EM BUSCA DA VITÓRIA

Flávio Bolsonaro afirma estar mais forte para disputar a Presidência contra Lula

Senador Flávio Bolsonaro em um púlpito durante um discurso.
Flávio Bolsonaro discursa em evento do PL, no Rio de Janeiro.

Senador Flávio Bolsonaro (PL) declara força política para 2026 e defende pautas de segurança e autonomia econômica brasileira durante evento em Rio de Janeiro.

O senador Flávio Bolsonaro (PL) declarou na sexta-feira, 3 de julho de 2026, que se encontra “mais forte que nunca” para a disputa pela Presidência da República, um embate direto contra o atual presidente Luiz Inácio Lula da Silva (PT). A afirmação ocorreu durante o seminário de comunicação do PL, realizado no Rio de Janeiro. Embora não tenha mencionado Michelle Bolsonaro, em meio a recentes divergências públicas, Flávio Bolsonaro direcionou críticas ao governo federal e enfatizou propostas voltadas à segurança das mulheres.

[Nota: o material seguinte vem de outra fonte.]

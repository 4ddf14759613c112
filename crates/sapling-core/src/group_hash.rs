//! Hash-to-curve for Jubjub
//!
//! `GroupHash^URS(D, M)` hashes `URS || M` with BLAKE2s personalized by the
//! 8-byte domain tag, decompresses the digest as a point and clears the
//! cofactor. Inputs that do not land on a non-identity prime-order point
//! yield `None`, and callers either give up or retry with a new suffix.

use crate::constants::GH_FIRST_BLOCK;
use crate::{Error, Result};
use jubjub::{AffinePoint, ExtendedPoint};

/// One group hash attempt.
pub fn group_hash(tag: &[u8; 8], input: &[u8]) -> Option<ExtendedPoint> {
    let hash = blake2s_simd::Params::new()
        .hash_length(32)
        .personal(tag)
        .to_state()
        .update(GH_FIRST_BLOCK)
        .update(input)
        .finalize();

    let point: Option<AffinePoint> = AffinePoint::from_bytes(*hash.as_array()).into();
    let point = point?.mul_by_cofactor();

    if bool::from(point.is_identity()) {
        None
    } else {
        Some(point)
    }
}

/// Search `msg || i` for `i` in `0..=255` and return the first point found.
pub fn find_group_hash(tag: &[u8; 8], msg: &[u8]) -> Result<ExtendedPoint> {
    let mut input = Vec::with_capacity(msg.len() + 1);
    input.extend_from_slice(msg);
    input.push(0);

    for i in 0..=u8::MAX {
        if let Some(last) = input.last_mut() {
            *last = i;
        }
        if let Some(point) = group_hash(tag, &input) {
            return Ok(point);
        }
    }

    tracing::warn!(
        "group hash exhausted for tag {:?} and message {}",
        String::from_utf8_lossy(tag),
        hex::encode(msg)
    );
    Err(Error::GroupHashExhausted)
}

#[cfg(test)]
mod tests {
    use super::*;
    use crate::constants::{KEY_DIVERSIFICATION_PERSONALIZATION, PEDERSEN_HASH_GENERATORS_PERSONALIZATION};
    use crate::curve::encode_point;

    #[test]
    fn test_first_pedersen_generator() {
        let generator =
            find_group_hash(PEDERSEN_HASH_GENERATORS_PERSONALIZATION, &0u32.to_le_bytes())
                .unwrap();
        assert_eq!(
            hex::encode(encode_point(&generator)),
            "ca3c2432d4abbf7732464ec08b2e47f95edc7e836b16c979571b52d3a2879ea8"
        );
    }

    #[test]
    fn test_pedersen_generator_needs_retries() {
        // The first few suffixes of generator 0 miss the curve
        for i in 0..5u8 {
            let mut input = 0u32.to_le_bytes().to_vec();
            input.push(i);
            assert!(group_hash(PEDERSEN_HASH_GENERATORS_PERSONALIZATION, &input).is_none());
        }
    }

    #[test]
    fn test_group_hash_is_prime_order() {
        let point = group_hash(KEY_DIVERSIFICATION_PERSONALIZATION, &[0u8; 11]).unwrap();
        assert!(bool::from(point.is_torsion_free()));
        assert!(!bool::from(point.is_identity()));
    }

    #[test]
    fn test_group_hash_deterministic() {
        let a = group_hash(KEY_DIVERSIFICATION_PERSONALIZATION, &[4u8; 11]);
        let b = group_hash(KEY_DIVERSIFICATION_PERSONALIZATION, &[4u8; 11]);
        assert_eq!(a, b);
    }
}
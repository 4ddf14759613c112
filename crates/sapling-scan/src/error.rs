//! Error types for scanning

/// Result type
pub type Result<T> = std::result::Result<T, Error>;

/// Error types
#[derive(Debug, thiserror::Error)]
pub enum Error {
    /// Note decryption or decoding error
    #[error(transparent)]
    Core(#[from] sapling_core::Error),

    /// Thread pool could not be built
    #[error("Thread pool error: {0}")]
    ThreadPool(String),
}

impl From<rayon::ThreadPoolBuildError> for Error {
    fn from(e: rayon::ThreadPoolBuildError) -> Self {
        Error::ThreadPool(format!("{}", e))
    }
}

“Isso aqui é projeto de Deus. Se não acreditasse nisso, jamais teria aceitado essa missão. Estou aqui mais forte que nunca e com a cabeça erguida. Para disputar a Presidência”, declarou o senador. Ele defendeu, em seguida, um endurecimento das leis contra criminosos e agressores de mulheres. “Vamos tratar bandido como bandido, o PCC como terrorismo. Defender as mulheres e deixar preso agressor de mulher. A herança que está sendo deixada é violência e imposto.”

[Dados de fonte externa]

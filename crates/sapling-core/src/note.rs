//! Sapling note decryption
//!
//! Decrypts an output's `enc_ciphertext` with an incoming viewing key and
//! parses the 564-byte note plaintext:
//!
//! ```text
//! [leadbyte:1][diversifier:11][value:8 LE][rcm or rseed:32][memo:512]
//! ```
//!
//! Lead byte `0x01` carries `rcm` directly. Lead byte `0x02` (ZIP-212)
//! carries `rseed`, from which both `rcm` and `esk` are derived, and the
//! sender's `epk` must equal `esk * g_d`.
//!
//! References node Sapling decryption logic:
//! - Sapling protocol §4.19.2 (decryption using an incoming viewing key)
//! - ZIP-212 (receiver-side checks for `rseed` plaintexts)

use crate::address::{Diversifier, PaymentAddress};
use crate::constants::{
    COMPACT_NOTE_SIZE, DIVERSIFIER_SIZE, ENC_CIPHERTEXT_SIZE, MEMO_SIZE, NOTE_PLAINTEXT_SIZE,
};
use crate::context::{LegacyRcmPolicy, SaplingContext};
use crate::curve::{self, FieldElement, Scalar};
use crate::keys::{derive_esk, derive_rcm, ka_agree, kdf_sapling, IncomingViewingKey};
use crate::memo::Memo;
use crate::{Error, Result};
use chacha20poly1305::{
    aead::{Aead, KeyInit},
    ChaCha20Poly1305, Key, Nonce,
};
use jubjub::ExtendedPoint;
use sapling_params::consensus::{LEADBYTE_AFTER_ZIP212, LEADBYTE_BEFORE_ZIP212};
use std::fmt;

/// Note plaintext version
#[derive(Debug, Clone, Copy, PartialEq, Eq, Hash)]
pub enum NoteVersion {
    /// Lead byte `0x01`
    BeforeZip212,
    /// Lead byte `0x02`
    AfterZip212,
}

impl NoteVersion {
    /// Parse a plaintext lead byte.
    pub fn from_leadbyte(leadbyte: u8) -> Result<Self> {
        match leadbyte {
            LEADBYTE_BEFORE_ZIP212 => Ok(NoteVersion::BeforeZip212),
            LEADBYTE_AFTER_ZIP212 => Ok(NoteVersion::AfterZip212),
            other => Err(Error::UnsupportedVersion(other)),
        }
    }

    /// Plaintext lead byte
    pub fn leadbyte(&self) -> u8 {
        match self {
            NoteVersion::BeforeZip212 => LEADBYTE_BEFORE_ZIP212,
            NoteVersion::AfterZip212 => LEADBYTE_AFTER_ZIP212,
        }
    }
}

/// Commitment randomness as carried by the plaintext
#[derive(Clone, Copy, PartialEq, Eq)]
pub enum Rseed {
    /// `rcm` itself
    BeforeZip212(Scalar),
    /// Seed for `rcm` and `esk`
    AfterZip212([u8; 32]),
}

impl Rseed {
    /// Decode the 32-byte plaintext field for `version`.
    pub fn from_field(
        version: NoteVersion,
        field: [u8; 32],
        policy: LegacyRcmPolicy,
    ) -> Result<Self> {
        match version {
            NoteVersion::AfterZip212 => Ok(Rseed::AfterZip212(field)),
            NoteVersion::BeforeZip212 => {
                let rcm = match policy {
                    LegacyRcmPolicy::Strict => curve::decode_scalar(&field)?,
                    LegacyRcmPolicy::Lenient => curve::reduce_scalar(&field),
                };
                Ok(Rseed::BeforeZip212(rcm))
            }
        }
    }

    /// Plaintext version this randomness belongs to
    pub fn version(&self) -> NoteVersion {
        match self {
            Rseed::BeforeZip212(_) => NoteVersion::BeforeZip212,
            Rseed::AfterZip212(_) => NoteVersion::AfterZip212,
        }
    }

    /// Note commitment randomness
    pub fn rcm(&self) -> Scalar {
        match self {
            Rseed::BeforeZip212(rcm) => *rcm,
            Rseed::AfterZip212(rseed) => derive_rcm(rseed),
        }
    }

    /// Ephemeral secret key, for `rseed` plaintexts only
    pub fn esk(&self) -> Option<Scalar> {
        match self {
            Rseed::BeforeZip212(_) => None,
            Rseed::AfterZip212(rseed) => Some(derive_esk(rseed)),
        }
    }
}

impl fmt::Debug for Rseed {
    fn fmt(&self, f: &mut fmt::Formatter<'_>) -> fmt::Result {
        match self {
            Rseed::BeforeZip212(_) => f.write_str("Rseed::BeforeZip212(..)"),
            Rseed::AfterZip212(_) => f.write_str("Rseed::AfterZip212(..)"),
        }
    }
}

/// A decrypted Sapling note
#[derive(Clone, PartialEq, Eq)]
pub struct Note {
    recipient: PaymentAddress,
    value: u64,
    rseed: Rseed,
    memo: [u8; MEMO_SIZE],
}

impl Note {
    pub(crate) fn from_parts(
        recipient: PaymentAddress,
        value: u64,
        rseed: Rseed,
        memo: [u8; MEMO_SIZE],
    ) -> Self {
        Self {
            recipient,
            value,
            rseed,
            memo,
        }
    }

    /// Plaintext version
    pub fn version(&self) -> NoteVersion {
        self.rseed.version()
    }

    /// Note value in zatoshis
    pub fn value(&self) -> u64 {
        self.value
    }

    /// Recipient address
    pub fn recipient(&self) -> &PaymentAddress {
        &self.recipient
    }

    /// Commitment randomness as carried by the plaintext
    pub fn rseed(&self) -> &Rseed {
        &self.rseed
    }

    /// Note commitment randomness
    pub fn rcm(&self) -> Scalar {
        self.rseed.rcm()
    }

    /// Raw 512-byte memo
    pub fn memo(&self) -> &[u8; MEMO_SIZE] {
        &self.memo
    }

    /// ZIP-302 view of the memo
    pub fn decoded_memo(&self) -> Result<Memo> {
        Memo::decode(&self.memo)
    }

    /// `cmu` of this note.
    pub fn cmu(&self, ctx: &SaplingContext) -> Result<FieldElement> {
        ctx.compute_cmu(
            self.recipient.g_d(),
            self.recipient.pk_d(),
            self.value,
            &self.rcm(),
        )
    }
}

impl fmt::Debug for Note {
    fn fmt(&self, f: &mut fmt::Formatter<'_>) -> fmt::Result {
        f.debug_struct("Note")
            .field("version", &self.version())
            .field("value", &self.value)
            .field("recipient", &self.recipient)
            .finish_non_exhaustive()
    }
}

/// The fields shared by full and compact plaintexts
#[derive(Debug, Clone, Copy)]
pub struct PlaintextPrefix {
    /// Lead byte version
    pub version: NoteVersion,
    /// Recipient diversifier
    pub diversifier: Diversifier,
    /// Value in zatoshis
    pub value: u64,
    /// `rcm` or `rseed`, undecoded
    pub rseed_field: [u8; 32],
}

impl PlaintextPrefix {
    /// Parse the first 52 bytes of a plaintext.
    pub fn parse(plaintext: &[u8]) -> Result<Self> {
        if plaintext.len() < COMPACT_NOTE_SIZE {
            return Err(Error::MalformedInput(format!(
                "note plaintext too short: {} bytes",
                plaintext.len()
            )));
        }

        let version = NoteVersion::from_leadbyte(plaintext[0])?;

        let mut d = [0u8; DIVERSIFIER_SIZE];
        d.copy_from_slice(&plaintext[1..12]);

        let mut value_bytes = [0u8; 8];
        value_bytes.copy_from_slice(&plaintext[12..20]);

        let mut rseed_field = [0u8; 32];
        rseed_field.copy_from_slice(&plaintext[20..52]);

        Ok(Self {
            version,
            diversifier: Diversifier(d),
            value: u64::from_le_bytes(value_bytes),
            rseed_field,
        })
    }
}

/// Open `ciphertext` under `key` with the all-zero nonce.
pub(crate) fn aead_open(key: &[u8; 32], ciphertext: &[u8]) -> Result<Vec<u8>> {
    let cipher = ChaCha20Poly1305::new(Key::from_slice(key));
    let nonce = Nonce::from_slice(&[0u8; 12]);
    cipher
        .decrypt(nonce, ciphertext)
        .map_err(|_| Error::DecryptionFailure)
}

/// Require `esk * g_d == epk`.
pub fn check_epk(esk: &Scalar, g_d: &ExtendedPoint, epk: &ExtendedPoint) -> Result<()> {
    if g_d * esk != *epk {
        return Err(Error::EpkMismatch);
    }
    Ok(())
}

/// Compare the recomputed note commitment with `cmu`.
pub fn check_cmu(
    ctx: &SaplingContext,
    recipient: &PaymentAddress,
    value: u64,
    rcm: &Scalar,
    cmu: &FieldElement,
) -> Result<()> {
    let computed = ctx.compute_cmu(recipient.g_d(), recipient.pk_d(), value, rcm)?;
    if computed != *cmu {
        tracing::debug!(
            "cmu mismatch: expected {}, computed {}",
            hex::encode(cmu.to_bytes()),
            hex::encode(computed.to_bytes())
        );
        return Err(Error::CommitmentMismatch);
    }
    Ok(())
}

/// Decrypt a note with an incoming viewing key.
///
/// Returns [`Error::DecryptionFailure`], [`Error::EpkMismatch`] or
/// [`Error::CommitmentMismatch`] when the output is not addressed to `ivk`;
/// see [`Error::is_recoverable`].
pub fn decrypt_note(
    ctx: &SaplingContext,
    ivk: &IncomingViewingKey,
    epk: &ExtendedPoint,
    cmu: &FieldElement,
    ciphertext: &[u8],
) -> Result<Note> {
    if ciphertext.len() != ENC_CIPHERTEXT_SIZE {
        return Err(Error::MalformedInput(format!(
            "Invalid ciphertext length: {} (expected {})",
            ciphertext.len(),
            ENC_CIPHERTEXT_SIZE
        )));
    }

    // Step 1: Key agreement and KDF
    let shared_secret = ka_agree(ivk.scalar(), epk);
    let key = kdf_sapling(&shared_secret, epk);

    // Step 2: ChaCha20Poly1305 with nonce=0
    let plaintext = aead_open(&key, ciphertext)?;
    if plaintext.len() != NOTE_PLAINTEXT_SIZE {
        return Err(Error::DecryptionFailure);
    }

    // Step 3: Version dispatch
    let prefix = PlaintextPrefix::parse(&plaintext)?;
    let rseed = Rseed::from_field(prefix.version, prefix.rseed_field, ctx.config().legacy_rcm)?;
    let recipient = PaymentAddress::new(prefix.diversifier, ivk.scalar())?;

    if let Some(esk) = rseed.esk() {
        check_epk(&esk, recipient.g_d(), epk)?;
    }

    if ctx.config().verify_note_commitment {
        check_cmu(ctx, &recipient, prefix.value, &rseed.rcm(), cmu)?;
    }

    let mut memo = [0u8; MEMO_SIZE];
    memo.copy_from_slice(&plaintext[COMPACT_NOTE_SIZE..]);

    Ok(Note::from_parts(recipient, prefix.value, rseed, memo))
}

A declaração acontece em um momento de repercussão de um vídeo divulgado por Michelle Bolsonaro, em que ela alega ter sido maltratada pelo enteado. Flávio busca mitigar os efeitos dessa crise, especialmente no eleitorado feminino, enquanto sua equipe de campanha considera a possibilidade de lançar uma candidata mulher para vice. No evento, o senador esteve acompanhado por importantes lideranças femininas do PL, incluindo as deputadas federais Bia Kicis e Chris Tonietto, que preside o PL Mulher no Rio de Janeiro.

Adicionalmente, Flávio Bolsonaro anunciou planos de viajar aos Estados Unidos para defender o Pix, sistema de pagamentos instantâneos brasileiro, e contestar potenciais medidas comerciais que possam prejudicar o Brasil. “Nós defendemos o PIX porque o PIX é do Brasil, foi criado pelo presidente Bolsonaro, sem taxa. Eu vou lá para os Estados Unidos defender o nosso PIX, já que o atual presidente do Brasil está se lixando para as empresas brasileiras”, afirmou.

Esta semana, o senador já havia apresentado argumentos ao governo americano contra a proposta de sobretaxa sobre produtos brasileiros, alertando que tal medida poderia conceder a Lula uma "vitória política". A manifestação foi formalizada em um documento de 86 páginas enviado ao Escritório do Representante de Comércio dos Estados Unidos (USTR), órgão responsável pela investigação comercial envolvendo o Brasil.